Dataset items
⁂

/// The operator token of a unary/binary expression node. Prefers the
/// grammar's `operator` field, falling back to the first anonymous child.
fn operator_token<'a>(node: Node<'_>, source: &'a str) -> Result<&'a str, EvalError> {
    if let Some(op) = node.child_by_field_name("operator") {
        return Ok(node_text(op, source));
    }
    let mut cursor = node.walk();
    for child in node.children(&mut cursor) {
        if !child.is_named() {
            return Ok(node_text(child, source));
        }
    }
    Err(EvalError("missing operator"))
}

// ── Semantics ──────────────────────────────────────────────────────────

/// PHP truthiness for constant values.
fn truthy(v: &Value) -> Result<bool, EvalError> {
    match v {
        Value::Array(items) => Ok(!items.is_empty()),
        Value::Bool(b) => Ok(*b),
        Value::Float(f) => Ok(*f != 0.0),
        Value::Int(i) => Ok(*i != 0),
        Value::Null => Ok(false),
        Value::Raw(_) => Err(EvalError("raw fragment")),
        Value::Str(s) => Ok(!s.is_empty() && s != "0"),
    }
}

/// PHP string conversion for scalar values, as `.` concatenation applies.
fn stringify(v: &Value) -> Result<String, EvalError> {
    match v {
        Value::Array(_) => Err(EvalError("array to string")),
        Value::Bool(true) => Ok("1".to_string()),
        Value::Bool(false) => Ok(String::new()),
        Value::Float(f) => Ok(float_to_php_string(*f)),
        Value::Int(i) => Ok(i.to_string()),
        Value::Null => Ok(String::new()),
        Value::Raw(_) => Err(EvalError("raw fragment")),
        Value::Str(s) => Ok(s.clone()),
    }
}

/// PHP's string cast drops the fraction of integral floats: `(string)2.0`
/// is `"2"`.
fn float_to_php_string(f: f64) -> String {
    if f.is_finite() && f == f.trunc() && f.abs() < 1e15 {
        return format!("{}", f as i64);
    }
    format!("{f}")
}

/// Numeric view of a value, when it has one.
fn as_float(v: &Value) -> Option<f64> {
    match v {
        Value::Float(f) => Some(*f),
        Value::Int(i) => Some(*i as f64),
        _ => None,
    }
}
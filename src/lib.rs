//! Surgical editing of `define()` directives in PHP configuration files.
//!
//! wpconf parses a configuration file (typically WordPress's
//! `wp-config.php`) with tree-sitter, locates `define(NAME, VALUE)`
//! call-sites by constant name, and evaluates or rewrites their value
//! arguments. Rewrites are byte-range edits against the original text, so
//! everything an edit doesn't touch (formatting, comments, surrounding
//! code) survives byte-for-byte.
//!
//! ```no_run
//! use wpconf::{DefineEditor, Value};
//!
//! # fn main() -> Result<(), wpconf::Error> {
//! let mut editor = DefineEditor::load("wp-config.php".as_ref())?;
//! editor
//!     .set("WP_DEBUG", Value::Bool(true))
//!     .set("FS_METHOD", Value::from("direct"));
//! editor.save()?;
//! # Ok(())
//! # }
//! ```

mod editor;
mod error;
mod eval;
mod parse;
mod value;

pub use editor::DefineEditor;
pub use error::Error;
pub use value::Value;
//! Callback Handler module for processing inline keyboard callback queries

use std::sync::Arc;

use anyhow::Result;
use log::{info, warn};
use teloxide::prelude::*;
use tokio::sync::Mutex;

use crate::api::ApiClient;
use crate::fetcher::fetch_and_send;
use crate::flow::{toggle_department, FlowStep};
use crate::session::SessionStore;

use super::flow_manager::{advance_step, render_step};

/// Handle callback queries from inline keyboards
pub async fn callback_handler(
    bot: Bot,
    q: teloxide::types::CallbackQuery,
    store: Arc<Mutex<SessionStore>>,
    api: ApiClient,
) -> Result<()> {
    // Answer first so the button stops showing the loading state even when
    // the action itself takes a while (fetching a page, for example).
    bot.answer_callback_query(q.id.clone()).await?;

    let Some(message) = &q.message else {
        warn!("Callback query without an originating message");
        return Ok(());
    };
    let chat_id = message.chat().id;
    let session_id = chat_id.to_string();
    let data = q.data.as_deref().unwrap_or("");
    info!("Callback from chat {chat_id}: {data}");

    match data {
        "cancel" => {
            {
                let mut guard = store.lock().await;
                guard.clear_flow(&session_id);
            }
            bot.send_message(chat_id, "Operation cancelled.").await?;
        }
        "skip" => {
            advance_step(&bot, &api, &store, chat_id).await?;
        }
        "dept_done" => {
            let selected = {
                let guard = store.lock().await;
                guard.settings(&session_id).department_ids
            };
            if selected.is_empty() {
                bot.send_message(chat_id, "Select at least one department first.")
                    .await?;
            } else {
                {
                    let mut guard = store.lock().await;
                    guard.set_flow_step(&session_id, FlowStep::Department.next());
                }
                render_step(&bot, &api, &store, chat_id).await?;
            }
        }
        data if data.starts_with("dept:") => {
            let department_id = &data["dept:".len()..];
            {
                let mut guard = store.lock().await;
                toggle_department(guard.settings_mut(&session_id), department_id);
                guard.persist().await;
            }
            // Re-render the same step with the updated selection marks
            render_step(&bot, &api, &store, chat_id).await?;
        }
        data if data.starts_with("sub:") => {
            let enabled = data == "sub:yes";
            {
                let mut guard = store.lock().await;
                guard.settings_mut(&session_id).subscribed = enabled;
                guard.set_flow_step(&session_id, FlowStep::GetData);
                guard.persist().await;
            }
            render_step(&bot, &api, &store, chat_id).await?;
        }
        data if data.starts_with("page:") => {
            match data["page:".len()..].parse::<u32>() {
                Ok(page) if page >= 1 => {
                    fetch_and_send(&bot, &api, &store, chat_id, page, false).await?;
                }
                _ => warn!("Malformed page payload from chat {chat_id}: {data}"),
            }
        }
        other => {
            warn!("Unknown callback payload from chat {chat_id}: {other}");
        }
    }

    Ok(())
}
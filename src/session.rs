//! # Session Store Module
//!
//! Owned table of all per-session state, indexed by chat id: persisted
//! [`Settings`], the transient flow cursor, the upstream cache and the ids
//! of the messages from the last render. Handlers receive the store behind
//! an `Arc<tokio::sync::Mutex<_>>` instead of reaching for globals; the
//! lock is released before any upstream call.

use std::collections::HashMap;
use std::path::PathBuf;

use teloxide::types::MessageId;

use crate::cache::SessionCache;
use crate::flow::FlowStep;
use crate::settings::{persist_or_log, Settings, SettingsMap};

/// All mutable per-session state plus the settings file location
pub struct SessionStore {
    settings: SettingsMap,
    flow: HashMap<String, FlowStep>,
    cache: HashMap<String, SessionCache>,
    rendered: HashMap<String, Vec<MessageId>>,
    storage_path: PathBuf,
}

impl SessionStore {
    pub fn new(settings: SettingsMap, storage_path: PathBuf) -> Self {
        Self {
            settings,
            flow: HashMap::new(),
            cache: HashMap::new(),
            rendered: HashMap::new(),
            storage_path,
        }
    }

    /// Settings for the session, created lazily with defaults
    pub fn settings_mut(&mut self, session_id: &str) -> &mut Settings {
        self.settings
            .entry(session_id.to_string())
            .or_insert_with(Settings::default)
    }

    /// Snapshot of the session's settings (defaults when absent)
    pub fn settings(&self, session_id: &str) -> Settings {
        self.settings.get(session_id).cloned().unwrap_or_default()
    }

    /// Session ids with an enabled subscription, for the polling sweep
    pub fn subscribed_sessions(&self) -> Vec<String> {
        self.settings
            .iter()
            .filter(|(_, s)| s.subscribed)
            .map(|(id, _)| id.clone())
            .collect()
    }

    pub fn flow_step(&self, session_id: &str) -> Option<FlowStep> {
        self.flow.get(session_id).copied()
    }

    pub fn set_flow_step(&mut self, session_id: &str, step: FlowStep) {
        self.flow.insert(session_id.to_string(), step);
    }

    /// Reset the session to "no active flow"
    pub fn clear_flow(&mut self, session_id: &str) {
        self.flow.remove(session_id);
    }

    pub fn cache_mut(&mut self, session_id: &str) -> &mut SessionCache {
        self.cache
            .entry(session_id.to_string())
            .or_insert_with(SessionCache::default)
    }

    /// Take the message ids of the previous render, leaving it empty
    pub fn take_rendered(&mut self, session_id: &str) -> Vec<MessageId> {
        self.rendered.remove(session_id).unwrap_or_default()
    }

    pub fn set_rendered(&mut self, session_id: &str, ids: Vec<MessageId>) {
        self.rendered.insert(session_id.to_string(), ids);
    }

    /// Rewrite the settings file; failures are logged, memory stays authoritative
    pub async fn persist(&self) {
        persist_or_log(&self.storage_path, &self.settings).await;
    }
}

#[cfg(test)]
mod tests {
    use super::*;

    fn store() -> SessionStore {
        SessionStore::new(SettingsMap::new(), PathBuf::from("filters.json"))
    }

    #[test]
    fn test_settings_created_lazily_with_defaults() {
        let mut store = store();
        let settings = store.settings_mut("100");
        assert!(settings.department_ids.is_empty());
        assert_eq!(settings.page_size, "5");

        settings.department_ids.push("d1".to_string());
        assert_eq!(store.settings("100").department_ids, vec!["d1"]);
    }

    #[test]
    fn test_flow_cursor_lifecycle() {
        let mut store = store();
        assert!(store.flow_step("100").is_none());

        store.set_flow_step("100", FlowStep::Dates);
        assert_eq!(store.flow_step("100"), Some(FlowStep::Dates));

        store.clear_flow("100");
        assert!(store.flow_step("100").is_none());
    }

    #[test]
    fn test_subscribed_sessions_filtered() {
        let mut store = store();
        store.settings_mut("100").subscribed = true;
        store.settings_mut("200");
        store.settings_mut("300").subscribed = true;

        let mut subscribed = store.subscribed_sessions();
        subscribed.sort();
        assert_eq!(subscribed, vec!["100", "300"]);
    }

    #[test]
    fn test_rendered_ids_taken_once() {
        let mut store = store();
        store.set_rendered("100", vec![MessageId(1), MessageId(2)]);
        assert_eq!(store.take_rendered("100").len(), 2);
        assert!(store.take_rendered("100").is_empty());
    }
}
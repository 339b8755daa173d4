//! # Review Radar Telegram Bot
//!
//! A Telegram bot for browsing paginated restaurant-review comments from an
//! upstream REST API. Users configure multi-field filters through a
//! step-by-step flow and can subscribe to periodic notifications about new
//! reviews matching their filters.

pub mod api;
pub mod bot;
pub mod cache;
pub mod config;
pub mod errors;
pub mod fetcher;
pub mod flow;
pub mod poller;
pub mod session;
pub mod settings;
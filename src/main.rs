use std::sync::Arc;

use anyhow::Result;
use log::info;
use teloxide::error_handlers::LoggingErrorHandler;
use teloxide::prelude::*;
use teloxide::update_listeners::webhooks;
use tokio::sync::Mutex;

use review_radar::api::ApiClient;
use review_radar::bot;
use review_radar::config::Config;
use review_radar::poller::{spawn_ticker, Poller};
use review_radar::session::SessionStore;
use review_radar::settings::load_settings;

#[tokio::main]
async fn main() -> Result<()> {
    // Initialize logging
    env_logger::init();

    // Load environment variables from .env file
    dotenv::dotenv().ok();

    info!("Starting Review Radar Telegram Bot");

    let config = Config::from_env()?;

    info!("Loading settings from: {}", config.storage_path.display());
    let settings = load_settings(&config.storage_path).await?;
    let store = Arc::new(Mutex::new(SessionStore::new(
        settings,
        config.storage_path.clone(),
    )));

    let api = ApiClient::new(&config.api_base);
    let bot = Bot::new(&config.bot_token);

    // Spawn the subscription sweep, fed by a fixed-interval tick channel
    let ticks = spawn_ticker(config.check_interval);
    let poller = Poller::new(bot.clone(), api.clone(), Arc::clone(&store));
    tokio::spawn(poller.run(ticks));

    let address = ([0, 0, 0, 0], config.port).into();
    let webhook_url = config.webhook_url.join("webhook")?;
    let listener =
        webhooks::axum(bot.clone(), webhooks::Options::new(address, webhook_url)).await?;

    info!("Webhook registered, starting dispatcher on port {}", config.port);

    let handler = dptree::entry()
        .branch(Update::filter_message().endpoint({
            let store = Arc::clone(&store);
            let api = api.clone();
            move |bot: Bot, msg: Message| {
                let store = Arc::clone(&store);
                let api = api.clone();
                async move { bot::message_handler(bot, msg, store, api).await }
            }
        }))
        .branch(Update::filter_callback_query().endpoint({
            let store = Arc::clone(&store);
            let api = api.clone();
            move |bot: Bot, q: teloxide::types::CallbackQuery| {
                let store = Arc::clone(&store);
                let api = api.clone();
                async move { bot::callback_handler(bot, q, store, api).await }
            }
        }));

    Dispatcher::builder(bot, handler)
        .enable_ctrlc_handler()
        .build()
        .dispatch_with_listener(
            listener,
            LoggingErrorHandler::with_custom_text("An error from the update listener"),
        )
        .await;

    Ok(())
}
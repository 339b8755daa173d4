//! Message Handler module for processing incoming Telegram messages

use std::sync::Arc;

use anyhow::Result;
use log::info;
use teloxide::prelude::*;
use tokio::sync::Mutex;

use crate::api::ApiClient;
use crate::flow::FlowStep;
use crate::session::SessionStore;

use super::flow_manager::{handle_flow_text, render_step, resolve_restaurant_name};
use super::ui_builder::format_filter_summary;

const WELCOME: &str = "Welcome! Use /comments to browse reviews and /filters to set up filters.";

async fn handle_comments_command(
    bot: &Bot,
    store: &Arc<Mutex<SessionStore>>,
    api: &ApiClient,
    chat_id: ChatId,
) -> Result<()> {
    let session_id = chat_id.to_string();
    let settings = {
        let guard = store.lock().await;
        guard.settings(&session_id)
    };
    if settings.department_ids.is_empty() {
        // Nothing configured yet, walk the user through the flow
        let mut guard = store.lock().await;
        guard.set_flow_step(&session_id, FlowStep::Preview);
    } else {
        let restaurant =
            resolve_restaurant_name(api, store, &session_id, settings.restaurant_id.as_deref())
                .await;
        bot.send_message(chat_id, format_filter_summary(&settings, restaurant.as_deref()))
            .await?;
        let mut guard = store.lock().await;
        guard.set_flow_step(&session_id, FlowStep::GetData);
    }
    render_step(bot, api, store, chat_id).await
}

async fn handle_unsubscribe_command(
    bot: &Bot,
    store: &Arc<Mutex<SessionStore>>,
    chat_id: ChatId,
) -> Result<()> {
    {
        let mut guard = store.lock().await;
        guard.settings_mut(&chat_id.to_string()).subscribed = false;
        guard.persist().await;
    }
    bot.send_message(chat_id, "Periodic notifications disabled.")
        .await?;
    Ok(())
}

/// Entry point for all incoming messages
pub async fn message_handler(
    bot: Bot,
    msg: Message,
    store: Arc<Mutex<SessionStore>>,
    api: ApiClient,
) -> Result<()> {
    let Some(text) = msg.text() else {
        return Ok(());
    };
    let chat_id = msg.chat.id;
    info!("Received text from chat {chat_id}: {text}");

    match text.trim() {
        "/start" => {
            bot.send_message(chat_id, WELCOME).await?;
        }
        "/comments" => {
            handle_comments_command(&bot, &store, &api, chat_id).await?;
        }
        "/filters" => {
            {
                let mut guard = store.lock().await;
                guard.set_flow_step(&chat_id.to_string(), FlowStep::Preview);
            }
            render_step(&bot, &api, &store, chat_id).await?;
        }
        "/unsubscribe" => {
            handle_unsubscribe_command(&bot, &store, chat_id).await?;
        }
        other => {
            // Free text only matters mid-flow; otherwise stay quiet
            handle_flow_text(&bot, &api, &store, chat_id, other).await?;
        }
    }
    Ok(())
}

⁂

### WHAT YOU SHOULD DO
The answer should be a single number: how many lines of the entries hold "sweep".

### ANSWER BELOW
2